Looks like Apache config? It's a good idea to specify things like that. The tags confirm it though.
That config only runs when they connect on port 443, so it can't redirect from HTTP.
You can't do a 30 redirect in response to a POST request and keep the arguments unless you convert the request to a GET and write the arguments into the URL. Not really recommended.
You can proxy the request, but I'm not sure that solves your problem.
If the user has already submitted data via POST over an unencrypted connection, and you care about the encryption, you're probably best to let that request break anyway, so it gets noticed and fixed. You should be fixing your form target, and also making sure that the form itself (or the page with AJAX in it or whatever) is sent to the user over HTTPS.
Given that shawsy has said that the problem is that The browser cannot make HTTPS connections to the server, a redirect is definitely not what's wanted. Rather you want to proxy the request:
ProxyPass /GladQE/link https://glad-test.com/GladQE/link.do
ProxyPass /GladQE/retrieve https://glad-test.com/GladQE/retrieve.do
You could alternatively do it with mod_rewrite and RewriteRule.
There are some extra issues to work out if you're changing the domain name, but I think that's not the case here.

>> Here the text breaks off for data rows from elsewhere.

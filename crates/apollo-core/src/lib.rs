//! # apollo-core
//!
//! Core types and the environment-aware HTTP client used by the Apollo portal
//! to talk to each environment's admin service.
//!
//! ## Modules
//!
//! - [`error`] - Error types and HTTP status code mapping
//! - [`types`] - Deployment environments
//! - [`ids`] - Strongly-typed numeric identifiers
//! - [`config`] - Portal client configuration
//! - [`client`] - HTTP client, retry and failover
//! - [`services`] - Admin service address resolution and meta server discovery
//! - [`template`] - Path templates with ordered placeholders
//! - [`query`] - Query parameter builder

#![deny(missing_docs)]
#![deny(clippy::all)]
#![warn(clippy::pedantic)]
#![allow(clippy::module_name_repetitions)]

pub mod client;
pub mod config;
pub mod error;
pub mod ids;
pub mod query;
pub mod services;
pub mod template;
pub mod types;

// Re-export commonly used types
pub use client::{ServiceClient, ServiceClientBuilder};
pub use error::{Error, OptionalExt, Result};
pub use types::Env;
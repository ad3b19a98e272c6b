//! Convenience builder for HTTP query parameters.
//!
//! This module provides a lightweight helper for constructing URL query pairs
//! from scalar values and comma-joined sets, reducing boilerplate in the
//! resource facades.

use std::fmt::Display;

/// Builder for assembling query parameter pairs.
#[derive(Debug, Default, Clone)]
pub struct QueryParams {
    pairs: Vec<(&'static str, String)>,
}

impl QueryParams {
    /// Create a new, empty builder.
    #[must_use]
    pub fn new() -> Self {
        Self { pairs: Vec::new() }
    }

    /// Append a required key/value pair.
    pub fn push<T>(&mut self, key: &'static str, value: T)
    where
        T: Display,
    {
        self.pairs.push((key, value.to_string()));
    }

    /// Append every value joined with commas under a single key.
    pub fn push_joined<I>(&mut self, key: &'static str, values: I)
    where
        I: IntoIterator,
        I::Item: Display,
    {
        let joined = values
            .into_iter()
            .map(|value| value.to_string())
            .collect::<Vec<_>>()
            .join(",");
        self.pairs.push((key, joined));
    }

    /// Chainable form of [`QueryParams::push`].
    #[must_use]
    pub fn with<T>(mut self, key: &'static str, value: T) -> Self
    where
        T: Display,
    {
        self.push(key, value);
        self
    }

    /// Return the collected key/value pairs.
    #[must_use]
    pub fn into_pairs(self) -> Vec<(&'static str, String)> {
        self.pairs
    }

    /// Returns true if no parameters have been added.
    #[must_use]
    pub fn is_empty(&self) -> bool {
        self.pairs.is_empty()
    }
}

Just as an aside, I personally don't like putting host names or IP addresses anywhere except in the server's /etc/hosts file. If you use names in the hosts file like 'web' and 'mysql', which locate services rather than machines, and you refer to those in your apache and other files, then you can move configuration between machines much more easily, knowing that you only have to go over what's in the hosts file.